▶ **PROBLEM TO WORK ON**:
In the listing below, find the line containing "use crate::dispatch::open_repository;" and the line containing "let mut table". Repeat exactly those two lines and every line between them, nothing more.

▶ **RECORDS FOR THE TASK**:
==============================
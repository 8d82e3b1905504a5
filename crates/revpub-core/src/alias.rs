//! Alias ("latest pointer") folder derivation and preparation.

use std::collections::{BTreeMap, HashSet};

use tracing::{debug, info};

use revpub_types::error::{Result, RevpubError};

use crate::cursor::CommitCursor;
use crate::dao::RemoteStoreClient;
use crate::upload::StagedUpload;

/// Replace the single occurrence of `revision` in `folder` with `alias`.
///
/// Occurrences are counted literally and without overlap on the input
/// path. Anything but exactly one is ambiguous.
pub fn alias_folder_path(folder: &str, revision: &str, alias: &str) -> Result<String> {
    let occurrences = if revision.is_empty() {
        0
    } else {
        folder.matches(revision).count()
    };
    if occurrences != 1 {
        return Err(RevpubError::AmbiguousRevisionPath {
            folder: folder.to_string(),
            revision: revision.to_string(),
        });
    }
    Ok(folder.replacen(revision, alias, 1))
}

/// Build the permanent-to-staging mapping for the copy commit and clear
/// permanent folders that will be replaced.
///
/// Runs inside the primary commit. Each permanent folder is decided once,
/// by the first upload seen for it: an existing folder is deleted when that
/// upload asked to overwrite, and dropped from the mapping otherwise.
pub fn prepare_alias<'a>(
    dao: &mut RemoteStoreClient,
    cursor: &mut CommitCursor,
    uploads: impl IntoIterator<Item = &'a StagedUpload>,
) -> Result<BTreeMap<String, String>> {
    let mut processed = HashSet::new();
    let mut mapping = BTreeMap::new();
    for staged in uploads {
        let permanent = staged.upload.folder();
        if !processed.insert(permanent.to_string()) {
            continue;
        }
        if permanent == staged.folder {
            debug!(path = %permanent, "alias folder is the permanent folder; nothing to copy");
            continue;
        }
        mapping.insert(permanent.to_string(), staged.folder.clone());
        if dao.folder_exists(permanent, true)? {
            if staged.upload.overwrite() {
                info!(path = %permanent, "replacing existing folder from alias copy");
                dao.delete_entry(cursor, permanent)?;
            } else {
                info!(path = %permanent, "folder exists and overwrite is off; alias copy skipped");
                mapping.remove(permanent);
            }
        }
    }
    Ok(mapping)
}

#[cfg(test)]
mod tests {
    use super::*;

    #[test]
    fn revision_segment_is_replaced() {
        assert_eq!(
            alias_folder_path("org/mod/1.0", "1.0", "LATEST").unwrap(),
            "org/mod/LATEST"
        );
    }

    #[test]
    fn duplicated_revision_is_ambiguous() {
        let err = alias_folder_path("org/mod/1.0/1.0", "1.0", "LATEST").unwrap_err();
        assert!(matches!(
            err,
            RevpubError::AmbiguousRevisionPath { ref folder, ref revision }
                if folder == "org/mod/1.0/1.0" && revision == "1.0"
        ));
    }

    #[test]
    fn missing_revision_is_ambiguous() {
        assert!(alias_folder_path("org/mod/2.0", "1.0", "LATEST").is_err());
        assert!(alias_folder_path("org/mod/2.0", "", "LATEST").is_err());
    }

    #[test]
    fn single_occurrence_inside_segment_text_is_replaced() {
        assert_eq!(
            alias_folder_path("org/test/1.0", "test", "LATEST").unwrap(),
            "org/LATEST/1.0"
        );
    }

    #[test]
    fn revision_also_inside_unrelated_segment_is_ambiguous() {
        assert!(alias_folder_path("org/testing/test", "test", "LATEST").is_err());
        assert!(alias_folder_path("org/mod-1.0-tools/1.0", "1.0", "LATEST").is_err());
    }

    #[test]
    fn replacement_containing_revision_is_accepted() {
        assert_eq!(
            alias_folder_path("org/mod/TEST", "TEST", "LATEST").unwrap(),
            "org/mod/LATEST"
        );
    }
}
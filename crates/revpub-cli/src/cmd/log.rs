use comfy_table::Cell;

use revpub_core::config::RevpubConfig;

use crate::dispatch::open_repository;
use crate::format::{format_date, summary_line};
use crate::table::CliTableTheme;

pub(crate) fn run_log(config: &RevpubConfig, last: usize) -> Result<(), Box<dyn std::error::Error>> {
    let repo = open_repository(config)?;
    let entries = repo.history(last)?;

    let theme = CliTableTheme::detect();
    let mut table = theme.new_data_table(&["Rev", "Author", "Date", "Message"]);
    for entry in &entries {
        table.add_row(vec![
            Cell::new(entry.revision),
            Cell::new(entry.author.as_deref().unwrap_or("-")),
            Cell::new(format_date(Some(entry.date))),
            Cell::new(summary_line(&entry.message)),
        ]);
    }
    println!("{table}");
    Ok(())
}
==============================
▶ **SOLUTION FOR THIS TASK**:
use crate::dispatch::open_repository;
use crate::format::{format_date, summary_line};
use crate::table::CliTableTheme;

pub(crate) fn run_log(config: &RevpubConfig, last: usize) -> Result<(), Box<dyn std::error::Error>> {
    let repo = open_repository(config)?;
    let entries = repo.history(last)?;

    let theme = CliTableTheme::detect();
    let mut table = theme.new_data_table(&["Rev", "Author", "Date", "Message"]);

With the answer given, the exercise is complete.